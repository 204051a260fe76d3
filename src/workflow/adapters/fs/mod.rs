//! Filesystem adapters for workflow ports.

mod store;

pub use store::FileWorkflowStateStore;
//! Structural errors for sprint task models.

use super::TrackerId;
use thiserror::Error;

/// Problems that prevent working out the desired tracker state.
///
/// These are fatal for a sync pass: nothing is sent to the tracker when the
/// model is malformed.
#[derive(Debug, Clone, Error, PartialEq, Eq)]
pub enum SprintDomainError {
    /// The sprint has no name.
    #[error("sprint name must not be empty")]
    EmptySprintName,

    /// A phase has no name.
    #[error("phase {index} has an empty name")]
    EmptyPhaseName {
        /// Zero-based position of the phase.
        index: usize,
    },

    /// Two phases share a name.
    #[error("phase '{name}' is declared more than once")]
    DuplicatePhase {
        /// Repeated phase name.
        name: String,
    },

    /// A task has no title.
    #[error("phase '{phase}' contains a task with an empty title")]
    EmptyTaskTitle {
        /// Phase containing the task.
        phase: String,
    },

    /// Two tasks in one phase share a title.
    #[error("task '{title}' appears more than once in phase '{phase}'")]
    DuplicateTask {
        /// Phase containing the tasks.
        phase: String,
        /// Repeated title.
        title: String,
    },

    /// One tracker issue is linked from two tasks.
    #[error("issue #{tracker_id} is linked from both {first} and {second}")]
    DuplicateTrackerLink {
        /// Issue linked twice.
        tracker_id: TrackerId,
        /// First task linking the issue, as `phase/title`.
        first: String,
        /// Second task linking the issue, as `phase/title`.
        second: String,
    },

    /// A tracker issue reference is empty or malformed.
    #[error("invalid tracker issue reference '{0}'")]
    InvalidTrackerId(String),

    /// A phase status is not one of the known values.
    #[error("unknown phase status '{0}', expected pending, in_progress, completed or blocked")]
    UnknownPhaseStatus(String),
}
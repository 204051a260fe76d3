//! Step definitions for sprint synchronisation scenarios.

pub mod given;
pub mod then;
pub mod when;
pub mod world;
//! Identifier types for sprint synchronisation.

use super::SprintDomainError;
use serde::{Deserialize, Serialize};
use std::fmt;

/// Identifier of an issue in the external tracker.
///
/// Stored without the conventional leading `#`.
#[derive(Debug, Clone, PartialEq, Eq, Hash, PartialOrd, Ord, Serialize, Deserialize)]
#[serde(try_from = "String", into = "String")]
pub struct TrackerId(String);

impl TrackerId {
    /// Creates a validated tracker identifier.
    ///
    /// # Errors
    ///
    /// Returns [`SprintDomainError::InvalidTrackerId`] when the value is
    /// blank or contains whitespace.
    pub fn new(value: impl Into<String>) -> Result<Self, SprintDomainError> {
        let raw = value.into();
        let trimmed = raw.trim();
        let normalized = trimmed.strip_prefix('#').unwrap_or(trimmed);
        if normalized.is_empty() || normalized.chars().any(char::is_whitespace) {
            return Err(SprintDomainError::InvalidTrackerId(raw));
        }
        Ok(Self(normalized.to_owned()))
    }

    /// Returns the identifier as `str`.
    #[must_use]
    pub fn as_str(&self) -> &str {
        &self.0
    }
}

impl From<u64> for TrackerId {
    fn from(value: u64) -> Self {
        Self(value.to_string())
    }
}

impl TryFrom<String> for TrackerId {
    type Error = SprintDomainError;

    fn try_from(value: String) -> Result<Self, Self::Error> {
        Self::new(value)
    }
}

impl From<TrackerId> for String {
    fn from(value: TrackerId) -> Self {
        value.0
    }
}

impl fmt::Display for TrackerId {
    fn fmt(&self, f: &mut fmt::Formatter<'_>) -> fmt::Result {
        f.write_str(&self.0)
    }
}

/// Natural key of a task: its phase name and its title.
///
/// Titles are unique within a phase, so the pair identifies a task even
/// before it is linked to an issue.
#[derive(Debug, Clone, PartialEq, Eq, Hash, PartialOrd, Ord, Serialize, Deserialize)]
pub struct TaskKey {
    phase: String,
    title: String,
}

impl TaskKey {
    /// Creates a key from a phase name and task title.
    #[must_use]
    pub fn new(phase: impl Into<String>, title: impl Into<String>) -> Self {
        Self {
            phase: phase.into(),
            title: title.into(),
        }
    }

    /// Returns the phase name.
    #[must_use]
    pub fn phase(&self) -> &str {
        &self.phase
    }

    /// Returns the task title.
    #[must_use]
    pub fn title(&self) -> &str {
        &self.title
    }
}

impl fmt::Display for TaskKey {
    fn fmt(&self, f: &mut fmt::Formatter<'_>) -> fmt::Result {
        write!(f, "{}/{}", self.phase, self.title)
    }
}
* * * * *
■ Required work
Copy out the material exactly, omitting nothing.

■ Response area
repository 204051a260fe76d3
filename src/workflow/adapters/fs/mod.rs
//! Filesystem adapters for workflow ports.

mod store;

pub use store::FileWorkflowStateStore;
//! Structural errors for sprint task models.

use super::TrackerId;
use thiserror::Error;

/// Problems that prevent working out the desired tracker state.
///
/// These are fatal for a sync pass: nothing is sent to the tracker when the
/// model is malformed.
#[derive(Debug, Clone, Error, PartialEq, Eq)]
pub enum SprintDomainError {
    /// The sprint has no name.
    #[error("sprint name must not be empty")]
    EmptySprintName,

    /// A phase has no name.
    #[error("phase {index} has an empty name")]
    EmptyPhaseName {
        /// Zero-based position of the phase.
        index: usize,
    },

    /// Two phases share a name.
    #[error("phase '{name}' is declared more than once")]
    DuplicatePhase {
        /// Repeated phase name.
        name: String,
    },

    /// A task has no title.
    #[error("phase '{phase}' contains a task with an empty title")]
    EmptyTaskTitle {
        /// Phase containing the task.
        phase: String,
    },

    /// Two tasks in one phase share a title.
    #[error("task '{title}' appears more than once in phase '{phase}'")]
    DuplicateTask {
        /// Phase containing the tasks.
        phase: String,
        /// Repeated title.
        title: String,
    },

    /// One tracker issue is linked from two tasks.
    #[error("issue #{tracker_id} is linked from both {first} and {second}")]
    DuplicateTrackerLink {
        /// Issue linked twice.
        tracker_id: TrackerId,
        /// First task linking the issue, as `phase/title`.
        first: String,
        /// Second task linking the issue, as `phase/title`.
        second: String,
    },

    /// A tracker issue reference is empty or malformed.
    #[error("invalid tracker issue reference '{0}'")]
    InvalidTrackerId(String),

    /// A phase status is not one of the known values.
    #[error("unknown phase status '{0}', expected pending, in_progress, completed or blocked")]
    UnknownPhaseStatus(String),
}
repository 204051a260fe76d3
//! Step definitions for sprint synchronisation scenarios.

pub mod given;
pub mod then;
pub mod when;
pub mod world;
//! Identifier types for sprint synchronisation.

use super::SprintDomainError;
use serde::{Deserialize, Serialize};
use std::fmt;

/// Identifier of an issue in the external tracker.
///
/// Stored without the conventional leading `#`.
#[derive(Debug, Clone, PartialEq, Eq, Hash, PartialOrd, Ord, Serialize, Deserialize)]
#[serde(try_from = "String", into = "String")]
pub struct TrackerId(String);

impl TrackerId {
    /// Creates a validated tracker identifier.
    ///
    /// # Errors
    ///
    /// Returns [`SprintDomainError::InvalidTrackerId`] when the value is
    /// blank or contains whitespace.
    pub fn new(value: impl Into<String>) -> Result<Self, SprintDomainError> {
        let raw = value.into();
        let trimmed = raw.trim();
        let normalized = trimmed.strip_prefix('#').unwrap_or(trimmed);
        if normalized.is_empty() || normalized.chars().any(char::is_whitespace) {
            return Err(SprintDomainError::InvalidTrackerId(raw));
        }
        Ok(Self(normalized.to_owned()))
    }

    /// Returns the identifier as `str`.
    #[must_use]
    pub fn as_str(&self) -> &str {
        &self.0
    }
}

impl From<u64> for TrackerId {
    fn from(value: u64) -> Self {
        Self(value.to_string())
    }
}

impl TryFrom<String> for TrackerId {
    type Error = SprintDomainError;

    fn try_from(value: String) -> Result<Self, Self::Error> {
        Self::new(value)
    }
}

impl From<TrackerId> for String {
    fn from(value: TrackerId) -> Self {
        value.0
    }
}

impl fmt::Display for TrackerId {
    fn fmt(&self, f: &mut fmt::Formatter<'_>) -> fmt::Result {
        f.write_str(&self.0)
    }
}

/// Natural key of a task: its phase name and its title.
///
/// Titles are unique within a phase, so the pair identifies a task even
/// before it is linked to an issue.
#[derive(Debug, Clone, PartialEq, Eq, Hash, PartialOrd, Ord, Serialize, Deserialize)]
pub struct TaskKey {
    phase: String,
    title: String,
}

impl TaskKey {
    /// Creates a key from a phase name and task title.
    #[must_use]
    pub fn new(phase: impl Into<String>, title: impl Into<String>) -> Self {
        Self {
            phase: phase.into(),
            title: title.into(),
        }
    }

    /// Returns the phase name.
    #[must_use]
    pub fn phase(&self) -> &str {
        &self.phase
    }

    /// Returns the task title.
    #[must_use]
    pub fn title(&self) -> &str {
        &self.title
    }
}

impl fmt::Display for TaskKey {
    fn fmt(&self, f: &mut fmt::Formatter<'_>) -> fmt::Result {
        write!(f, "{}/{}", self.phase, self.title)
    }
}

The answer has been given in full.